··· RECORD EXCERPTS ···

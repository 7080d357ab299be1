//! Expression parsing with full operator precedence.
//!
//! Precedence (lowest → highest):
//! 8. `=` (assignment, right-associative)
//! 7. `or`
//! 6. `and`
//! 5. `==`, `!=`
//! 4. `<`, `>`, `<=`, `>=`
//! 3. `+`, `-`
//! 2. `*`, `/`
//! 1. unary `!`, `-`
//! 0. `()` (call), `.` (property access)

use lox_lexer::token::TokenKind;
use lox_types::ast::*;
use lox_types::ErrorCode;

use crate::parse_decl::MAX_ARITY;
use crate::parser::Parser;

impl<'src> Parser<'src> {
    // ══════════════════════════════════════════════════════════════════════════
    // Entry Point
    // ══════════════════════════════════════════════════════════════════════════

    /// Parse an expression.
    pub(crate) fn parse_expression(&mut self) -> Option<Expr> {
        self.parse_assignment()
    }

    /// `assignment = ( call "." )? IDENT "=" assignment | logic_or`
    ///
    /// The left side is parsed as an ordinary expression first and only
    /// then checked for being a valid target. An invalid target is
    /// reported without abandoning the statement.
    fn parse_assignment(&mut self) -> Option<Expr> {
        let target = self.parse_or()?;
        if !self.check(&TokenKind::Eq) {
            return Some(target);
        }
        let eq_span = self.advance().span;
        let value = self.parse_assignment()?;
        let span = target.span.merge(value.span);

        match target.kind {
            ExprKind::Variable(name) => Some(self.expr(
                ExprKind::Assign {
                    name,
                    value: Box::new(value),
                },
                span,
            )),
            ExprKind::Get { object, name } => Some(self.expr(
                ExprKind::Set {
                    object,
                    name,
                    value: Box::new(value),
                },
                span,
            )),
            kind => {
                self.error_at(
                    ErrorCode::INVALID_ASSIGNMENT_TARGET,
                    "Invalid assignment target.",
                    eq_span,
                );
                Some(Expr::new(target.id, kind, target.span))
            }
        }
    }

    // ══════════════════════════════════════════════════════════════════════════
    // Precedence Chain
    // ══════════════════════════════════════════════════════════════════════════

    /// `logic_or = logic_and { "or" logic_and }`
    fn parse_or(&mut self) -> Option<Expr> {
        let mut left = self.parse_and()?;
        while self.eat(&TokenKind::Or) {
            let right = self.parse_and()?;
            let span = left.span.merge(right.span);
            left = self.expr(
                ExprKind::Logical {
                    left: Box::new(left),
                    op: LogicalOp::Or,
                    right: Box::new(right),
                },
                span,
            );
        }
        Some(left)
    }

    /// `logic_and = equality { "and" equality }`
    fn parse_and(&mut self) -> Option<Expr> {
        let mut left = self.parse_equality()?;
        while self.eat(&TokenKind::And) {
            let right = self.parse_equality()?;
            let span = left.span.merge(right.span);
            left = self.expr(
                ExprKind::Logical {
                    left: Box::new(left),
                    op: LogicalOp::And,
                    right: Box::new(right),
                },
                span,
            );
        }
        Some(left)
    }

    /// `equality = comparison { ( "!=" | "==" ) comparison }`
    fn parse_equality(&mut self) -> Option<Expr> {
        self.parse_binary_level(Self::parse_comparison, |kind| match kind {
            TokenKind::EqEq => Some(BinOp::Eq),
            TokenKind::BangEq => Some(BinOp::NotEq),
            _ => None,
        })
    }

    /// `comparison = term { ( ">" | ">=" | "<" | "<=" ) term }`
    fn parse_comparison(&mut self) -> Option<Expr> {
        self.parse_binary_level(Self::parse_term, |kind| match kind {
            TokenKind::Greater => Some(BinOp::Greater),
            TokenKind::GreaterEq => Some(BinOp::GreaterEq),
            TokenKind::Less => Some(BinOp::Less),
            TokenKind::LessEq => Some(BinOp::LessEq),
            _ => None,
        })
    }

    /// `term = factor { ( "-" | "+" ) factor }`
    fn parse_term(&mut self) -> Option<Expr> {
        self.parse_binary_level(Self::parse_factor, |kind| match kind {
            TokenKind::Plus => Some(BinOp::Add),
            TokenKind::Minus => Some(BinOp::Sub),
            _ => None,
        })
    }

    /// `factor = unary { ( "/" | "*" ) unary }`
    fn parse_factor(&mut self) -> Option<Expr> {
        self.parse_binary_level(Self::parse_unary, |kind| match kind {
            TokenKind::Star => Some(BinOp::Mul),
            TokenKind::Slash => Some(BinOp::Div),
            _ => None,
        })
    }

    /// One left-associative binary precedence level.
    fn parse_binary_level(
        &mut self,
        operand: fn(&mut Self) -> Option<Expr>,
        operator: fn(&TokenKind) -> Option<BinOp>,
    ) -> Option<Expr> {
        let mut left = operand(self)?;
        while let Some(op) = operator(self.peek_kind()) {
            let op_span = self.advance().span;
            let right = operand(self)?;
            let span = left.span.merge(right.span);
            left = self.expr(
                ExprKind::Binary {
                    left: Box::new(left),
                    op,
                    op_span,
                    right: Box::new(right),
                },
                span,
            );
        }
        Some(left)
    }

    /// `unary = ( "!" | "-" ) unary | call`
    fn parse_unary(&mut self) -> Option<Expr> {
        let op = match self.peek_kind() {
            TokenKind::Bang => UnaryOp::Not,
            TokenKind::Minus => UnaryOp::Neg,
            _ => return self.parse_call(),
        };
        let op_span = self.advance().span;
        let operand = self.parse_unary()?;
        let span = op_span.merge(operand.span);
        Some(self.expr(
            ExprKind::Unary {
                op,
                op_span,
                operand: Box::new(operand),
            },
            span,
        ))
    }

    // ══════════════════════════════════════════════════════════════════════════
    // Postfix: calls and property access
    // ══════════════════════════════════════════════════════════════════════════

    /// `call = primary { "(" arguments? ")" | "." IDENT }`
    fn parse_call(&mut self) -> Option<Expr> {
        let mut expr = self.parse_primary()?;
        loop {
            if self.eat(&TokenKind::LParen) {
                expr = self.finish_call(expr)?;
            } else if self.eat(&TokenKind::Dot) {
                let name = self.expect_identifier("property name after '.'")?;
                let span = expr.span.merge(name.span);
                expr = self.expr(
                    ExprKind::Get {
                        object: Box::new(expr),
                        name,
                    },
                    span,
                );
            } else {
                break;
            }
        }
        Some(expr)
    }

    /// Parse the argument list after `(` and build the call node.
    fn finish_call(&mut self, callee: Expr) -> Option<Expr> {
        let mut args = Vec::new();
        if !self.check(&TokenKind::RParen) {
            loop {
                if args.len() >= MAX_ARITY {
                    self.error_at_current(
                        ErrorCode::TOO_MANY_ARGUMENTS,
                        format!("Can't have more than {MAX_ARITY} arguments."),
                    );
                }
                args.push(self.parse_expression()?);
                if !self.eat(&TokenKind::Comma) {
                    break;
                }
            }
        }
        let paren = self.expect(&TokenKind::RParen, "after arguments")?.span;
        let span = callee.span.merge(paren);
        Some(self.expr(
            ExprKind::Call {
                callee: Box::new(callee),
                paren,
                args,
            },
            span,
        ))
    }

    // ══════════════════════════════════════════════════════════════════════════
    // Primary
    // ══════════════════════════════════════════════════════════════════════════

    fn parse_primary(&mut self) -> Option<Expr> {
        let start = self.current_span();
        let kind = match self.peek_kind() {
            TokenKind::False => ExprKind::Literal(Literal::Bool(false)),
            TokenKind::True => ExprKind::Literal(Literal::Bool(true)),
            TokenKind::Nil => ExprKind::Literal(Literal::Nil),
            TokenKind::Number(n) => ExprKind::Literal(Literal::Number(*n)),
            TokenKind::String(s) => ExprKind::Literal(Literal::String(s.clone())),
            TokenKind::This => ExprKind::This,
            TokenKind::Identifier(name) => ExprKind::Variable(Ident::new(name.clone(), start)),
            TokenKind::Super => {
                self.advance(); // eat `super`
                self.expect(&TokenKind::Dot, "after 'super'")?;
                let method = self.expect_identifier("superclass method name")?;
                let span = start.merge(method.span);
                return Some(self.expr(ExprKind::Super { method }, span));
            }
            TokenKind::LParen => {
                self.advance(); // eat `(`
                let inner = self.parse_expression()?;
                self.expect(&TokenKind::RParen, "after expression")?;
                let span = start.merge(self.previous_span());
                return Some(self.expr(ExprKind::Grouping(Box::new(inner)), span));
            }
            _ => {
                self.error_at_current(ErrorCode::EXPECTED_EXPRESSION, "Expect expression.");
                return None;
            }
        };
        self.advance();
        Some(self.expr(kind, start))
    }
}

···

> PROBLEM STATEMENT: Please show the lines of the material that contain the string "Parser".

> RESPONSE BELOW:
use crate::parser::Parser;
impl<'src> Parser<'src> {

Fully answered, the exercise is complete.